▶ _Problem details_
Reproduce exactly the lines that run from the start of the records below to the line with "fn uploads(&self) ->", inclusive.

▶ _Stored dataset items_
=== Section Start ===

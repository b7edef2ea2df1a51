//! Pull and push against an in-memory registry.

use async_trait::async_trait;
use ocideploy_oci::{
    ContainerReference, Descriptor, Error, IMAGE_CONFIG_MEDIA_TYPE, IMAGE_INDEX_MEDIA_TYPE,
    IMAGE_MANIFEST_MEDIA_TYPE, LayerSet, Platform, PlatformLayers, PullOptions,
    RegistryTransport, Result, UploadResponse, build_archive, diff_id_prefixed, pull_image,
    push_image, sha256_digest,
};
use serde_json::{Value, json};
use std::collections::HashMap;
use std::path::{Path, PathBuf};
use std::sync::Mutex;
use tempfile::TempDir;

const AMD_DIGEST: &str = "sha256:1111111111111111111111111111111111111111111111111111111111111111";
const ARM_DIGEST: &str = "sha256:2222222222222222222222222222222222222222222222222222222222222222";

#[derive(Default)]
struct FakeTransport {
    manifests: Mutex<HashMap<String, Value>>,
    blobs: Mutex<HashMap<String, Vec<u8>>>,
    manifest_uploads: Mutex<Vec<String>>,
    pulled: Mutex<Vec<ContainerReference>>,
    omit_digest_header: bool,
}

impl FakeTransport {
    fn with_manifest(self, version: &str, manifest: Value) -> Self {
        self.manifests
            .lock()
            .unwrap()
            .insert(version.to_string(), manifest);
        self
    }

    fn manifest(&self, version: &str) -> Value {
        self.manifests.lock().unwrap()[version].clone()
    }

    fn blob_json(&self, digest: &str) -> Value {
        serde_json::from_slice(&self.blobs.lock().unwrap()[digest]).unwrap()
    }

    fn pulled(&self) -> Vec<ContainerReference> {
        self.pulled.lock().unwrap().clone()
    }

    fn uploads(&self) -> Vec<String> {
        self.manifest_uploads.lock().unwrap().clone()
    }
}

#[async_trait]
impl RegistryTransport for FakeTransport {
    async fn fetch_manifest(
        &self,
        reference: &ContainerReference,
        _media_types: &[&str],
    ) -> Result<Value> {
        let version = reference.version().unwrap_or("latest");
        self.manifests
            .lock()
            .unwrap()
            .get(version)
            .cloned()
            .ok_or_else(|| Error::registry(format!("manifest unknown: {version}")))
    }

    async fn upload_manifest(
        &self,
        reference: &ContainerReference,
        manifest: &Value,
        media_type: &str,
    ) -> Result<UploadResponse> {
        let body = serde_json::to_vec(manifest)?;
        let digest = sha256_digest(&body);

        let mut manifests = self.manifests.lock().unwrap();
        manifests.insert(digest.clone(), manifest.clone());
        if let Some(tag) = &reference.tag {
            manifests.insert(tag.clone(), manifest.clone());
        }
        self.manifest_uploads
            .lock()
            .unwrap()
            .push(media_type.to_string());

        Ok(UploadResponse {
            location: Some(format!(
                "/v2/{}/manifests/{digest}",
                reference.repository
            )),
            content_digest: (!self.omit_digest_header).then(|| digest.clone()),
            content_length: Some(body.len() as u64),
        })
    }

    async fn upload_blob(
        &self,
        _reference: &ContainerReference,
        descriptor: &Descriptor,
        data: &[u8],
    ) -> Result<UploadResponse> {
        assert_eq!(descriptor.digest, sha256_digest(data));
        self.blobs
            .lock()
            .unwrap()
            .insert(descriptor.digest.clone(), data.to_vec());
        Ok(UploadResponse {
            content_digest: Some(descriptor.digest.clone()),
            ..Default::default()
        })
    }

    async fn pull(
        &self,
        reference: &ContainerReference,
        destination: &Path,
    ) -> Result<Vec<PathBuf>> {
        self.pulled.lock().unwrap().push(reference.clone());
        std::fs::create_dir_all(destination)?;
        let path = destination.join("pulled.txt");
        std::fs::write(&path, reference.to_string())?;
        Ok(vec![path])
    }
}

fn multi_platform_index() -> Value {
    json!({
        "schemaVersion": 2,
        "mediaType": IMAGE_INDEX_MEDIA_TYPE,
        "manifests": [
            {
                "mediaType": IMAGE_MANIFEST_MEDIA_TYPE,
                "digest": AMD_DIGEST,
                "size": 500,
                "platform": {"os": "linux", "architecture": "amd64"}
            },
            {
                "mediaType": IMAGE_MANIFEST_MEDIA_TYPE,
                "digest": ARM_DIGEST,
                "size": 500,
                "platform": {"os": "linux", "architecture": "arm64"}
            }
        ]
    })
}

fn options(platform: &str, strict: bool) -> PullOptions {
    PullOptions {
        platform: Some(platform.parse().unwrap()),
        strict_platform: strict,
    }
}

fn layer(dir: &Path, name: &str, content: &str) -> PathBuf {
    let source = dir.join(format!("{name}.py"));
    std::fs::write(&source, content).unwrap();
    build_archive(
        [&source],
        &dir.join(format!("{name}.tar.gz")),
        dir,
        Some("app"),
    )
    .unwrap()
}

#[tokio::test]
async fn test_pull_selects_platform_manifest() {
    let temp = TempDir::new().unwrap();
    let transport = FakeTransport::default().with_manifest("v1", multi_platform_index());

    let outcome = pull_image(
        &transport,
        "localhost:5000/acme/flows:v1",
        temp.path(),
        &options("linux/amd64", false),
    )
    .await
    .unwrap();

    let pulled = transport.pulled();
    assert_eq!(pulled.len(), 1);
    assert_eq!(pulled[0].digest.as_deref(), Some(AMD_DIGEST));
    assert_eq!(pulled[0].tag, None);
    assert_eq!(pulled[0].repository, "acme/flows");
    assert_eq!(outcome.path, temp.path());
    assert_eq!(outcome.files, vec![temp.path().join("pulled.txt")]);
}

#[tokio::test]
async fn test_pull_without_match_keeps_reference() {
    let temp = TempDir::new().unwrap();
    let transport = FakeTransport::default().with_manifest("v1", multi_platform_index());

    pull_image(
        &transport,
        "localhost:5000/acme/flows:v1",
        temp.path(),
        &options("windows/amd64", false),
    )
    .await
    .unwrap();

    let pulled = transport.pulled();
    assert_eq!(pulled[0].tag.as_deref(), Some("v1"));
    assert_eq!(pulled[0].digest, None);
}

#[tokio::test]
async fn test_pull_strict_platform_fails_without_match() {
    let temp = TempDir::new().unwrap();
    let transport = FakeTransport::default().with_manifest("v1", multi_platform_index());

    let err = pull_image(
        &transport,
        "localhost:5000/acme/flows:v1",
        temp.path(),
        &options("linux/s390x", true),
    )
    .await
    .unwrap_err();

    assert!(matches!(err, Error::NoMatchingPlatform { .. }));
    assert!(transport.pulled().is_empty());
}

#[tokio::test]
async fn test_pull_plain_manifest_is_pulled_as_is() {
    let temp = TempDir::new().unwrap();
    let manifest = json!({
        "schemaVersion": 2,
        "mediaType": IMAGE_MANIFEST_MEDIA_TYPE,
        "config": serde_json::to_value(ocideploy_oci::empty_config()).unwrap(),
        "layers": []
    });
    let transport = FakeTransport::default().with_manifest("v1", manifest);

    pull_image(
        &transport,
        "localhost:5000/acme/flows:v1",
        temp.path(),
        &options("linux/amd64", true),
    )
    .await
    .unwrap();

    assert_eq!(transport.pulled()[0].tag.as_deref(), Some("v1"));
}

#[tokio::test]
async fn test_pull_missing_manifest_still_pulls() {
    let temp = TempDir::new().unwrap();
    let transport = FakeTransport::default();

    pull_image(
        &transport,
        "localhost:5000/acme/flows:v1",
        temp.path(),
        &PullOptions::default(),
    )
    .await
    .unwrap();

    assert_eq!(transport.pulled().len(), 1);
}

#[tokio::test]
async fn test_pull_invalid_reference() {
    let temp = TempDir::new().unwrap();
    let transport = FakeTransport::default();

    let err = pull_image(&transport, "not a reference!!", temp.path(), &PullOptions::default())
        .await
        .unwrap_err();
    assert!(matches!(err, Error::InvalidReference(..)));
}

#[tokio::test]
async fn test_push_multi_platform_builds_index() {
    let temp = TempDir::new().unwrap();
    let amd = layer(temp.path(), "amd", "print('amd64')");
    let arm = layer(temp.path(), "arm", "print('arm64')");
    let transport = FakeTransport::default();

    let layers = LayerSet::PerPlatform(vec![
        PlatformLayers {
            platform: Platform::new("linux", "amd64"),
            layers: vec![amd.clone()],
        },
        PlatformLayers {
            platform: Platform::new("linux", "arm64").with_variant("v8"),
            layers: vec![arm.clone()],
        },
    ]);

    let outcome = push_image(&transport, "localhost:5000/acme/flows", "v1", &layers)
        .await
        .unwrap();

    assert_eq!(outcome.name, "localhost:5000/acme/flows");
    assert_eq!(outcome.tag, "v1");
    assert_eq!(outcome.reference, "localhost:5000/acme/flows:v1");
    assert_eq!(
        transport.uploads(),
        vec![
            IMAGE_MANIFEST_MEDIA_TYPE,
            IMAGE_MANIFEST_MEDIA_TYPE,
            IMAGE_INDEX_MEDIA_TYPE
        ]
    );

    let index = transport.manifest("v1");
    assert_eq!(transport.manifest(&outcome.digest), index);
    assert_eq!(index["mediaType"], IMAGE_INDEX_MEDIA_TYPE);

    let entries = index["manifests"].as_array().unwrap();
    assert_eq!(entries.len(), 2);
    for entry in entries {
        assert!(entry.get("layers").is_none());
        assert!(entry.get("config").is_none());
        assert!(entry.get("schemaVersion").is_none());
        assert_eq!(entry["mediaType"], IMAGE_MANIFEST_MEDIA_TYPE);
        assert!(entry["size"].as_u64().unwrap() > 0);
    }
    assert_eq!(
        entries[0]["platform"],
        json!({"os": "linux", "architecture": "amd64"})
    );
    assert_eq!(
        entries[1]["platform"],
        json!({"os": "linux", "architecture": "arm64", "variant": "v8"})
    );

    // Each platform manifest points at an image config listing its diff IDs.
    let amd_manifest = transport.manifest(entries[0]["digest"].as_str().unwrap());
    assert_eq!(amd_manifest["config"]["mediaType"], IMAGE_CONFIG_MEDIA_TYPE);
    let config = transport.blob_json(amd_manifest["config"]["digest"].as_str().unwrap());
    assert_eq!(
        config,
        json!({
            "os": "linux",
            "architecture": "amd64",
            "rootfs": {"type": "layers", "diff_ids": [diff_id_prefixed(&amd).unwrap()]}
        })
    );
    assert_eq!(
        amd_manifest["layers"][0]["annotations"]["org.opencontainers.image.title"],
        "amd.tar.gz"
    );
}

#[tokio::test]
async fn test_push_flat_builds_single_entry_index() {
    let temp = TempDir::new().unwrap();
    let code = layer(temp.path(), "code", "print('hello')");
    let transport = FakeTransport::default();

    let outcome = push_image(
        &transport,
        "localhost:5000/acme/flows",
        "v2",
        &LayerSet::Flat(vec![code]),
    )
    .await
    .unwrap();

    let index = transport.manifest("v2");
    let entries = index["manifests"].as_array().unwrap();
    assert_eq!(entries.len(), 1);
    assert!(entries[0].get("platform").is_none());
    assert!(entries[0].get("layers").is_none());

    let manifest_digest = entries[0]["digest"].as_str().unwrap();
    let manifest = transport.manifest(manifest_digest);
    assert_eq!(
        entries[0]["size"].as_u64().unwrap(),
        serde_json::to_vec(&manifest).unwrap().len() as u64
    );
    assert_eq!(
        manifest["config"]["mediaType"],
        ocideploy_oci::EMPTY_MEDIA_TYPE
    );

    // The empty config blob is uploaded even though it is embedded.
    assert_eq!(
        transport.blob_json(manifest["config"]["digest"].as_str().unwrap()),
        json!({})
    );
    assert!(outcome.digest.starts_with("sha256:"));
}

#[tokio::test]
async fn test_push_uses_location_when_digest_header_missing() {
    let temp = TempDir::new().unwrap();
    let code = layer(temp.path(), "code", "print('hello')");
    let transport = FakeTransport {
        omit_digest_header: true,
        ..Default::default()
    };

    let outcome = push_image(
        &transport,
        "localhost:5000/acme/flows",
        "v3",
        &LayerSet::Flat(vec![code]),
    )
    .await
    .unwrap();

    assert_eq!(transport.manifest(&outcome.digest), transport.manifest("v3"));
}

#[tokio::test]
async fn test_push_missing_layer_file() {
    let temp = TempDir::new().unwrap();
    let transport = FakeTransport::default();

    let err = push_image(
        &transport,
        "localhost:5000/acme/flows",
        "v1",
        &LayerSet::Flat(vec![temp.path().join("missing.tar.gz")]),
    )
    .await
    .unwrap_err();

    assert!(matches!(err, Error::File { .. }));
    assert!(transport.uploads().is_empty());
}

#[tokio::test]
async fn test_push_then_pull_selects_pushed_platform() {
    let temp = TempDir::new().unwrap();
    let amd = layer(temp.path(), "amd", "a");
    let arm = layer(temp.path(), "arm", "b");
    let transport = FakeTransport::default();

    push_image(
        &transport,
        "localhost:5000/acme/flows",
        "v1",
        &LayerSet::PerPlatform(vec![
            PlatformLayers {
                platform: Platform::new("linux", "amd64"),
                layers: vec![amd],
            },
            PlatformLayers {
                platform: Platform::new("linux", "arm64"),
                layers: vec![arm],
            },
        ]),
    )
    .await
    .unwrap();

    let arm_digest = transport.manifest("v1")["manifests"][1]["digest"]
        .as_str()
        .unwrap()
        .to_string();

    pull_image(
        &transport,
        "localhost:5000/acme/flows:v1",
        temp.path().join("out"),
        &options("linux/arm64", true),
    )
    .await
    .unwrap();

    assert_eq!(transport.pulled()[0].digest.as_deref(), Some(arm_digest.as_str()));
}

=== Section End ===

▶ _Final answer_
repository b7edef2ea2df1a51
//! Pull and push against an in-memory registry.

use async_trait::async_trait;
use ocideploy_oci::{
    ContainerReference, Descriptor, Error, IMAGE_CONFIG_MEDIA_TYPE, IMAGE_INDEX_MEDIA_TYPE,
    IMAGE_MANIFEST_MEDIA_TYPE, LayerSet, Platform, PlatformLayers, PullOptions,
    RegistryTransport, Result, UploadResponse, build_archive, diff_id_prefixed, pull_image,
    push_image, sha256_digest,
};
use serde_json::{Value, json};
use std::collections::HashMap;
use std::path::{Path, PathBuf};
use std::sync::Mutex;
use tempfile::TempDir;

const AMD_DIGEST: &str = "sha256:1111111111111111111111111111111111111111111111111111111111111111";
const ARM_DIGEST: &str = "sha256:2222222222222222222222222222222222222222222222222222222222222222";

#[derive(Default)]
struct FakeTransport {
    manifests: Mutex<HashMap<String, Value>>,
    blobs: Mutex<HashMap<String, Vec<u8>>>,
    manifest_uploads: Mutex<Vec<String>>,
    pulled: Mutex<Vec<ContainerReference>>,
    omit_digest_header: bool,
}

impl FakeTransport {
    fn with_manifest(self, version: &str, manifest: Value) -> Self {
        self.manifests
            .lock()
            .unwrap()
            .insert(version.to_string(), manifest);
        self
    }

    fn manifest(&self, version: &str) -> Value {
        self.manifests.lock().unwrap()[version].clone()
    }

    fn blob_json(&self, digest: &str) -> Value {
        serde_json::from_slice(&self.blobs.lock().unwrap()[digest]).unwrap()
    }

    fn pulled(&self) -> Vec<ContainerReference> {
        self.pulled.lock().unwrap().clone()
    }

    fn uploads(&self) -> Vec<String> {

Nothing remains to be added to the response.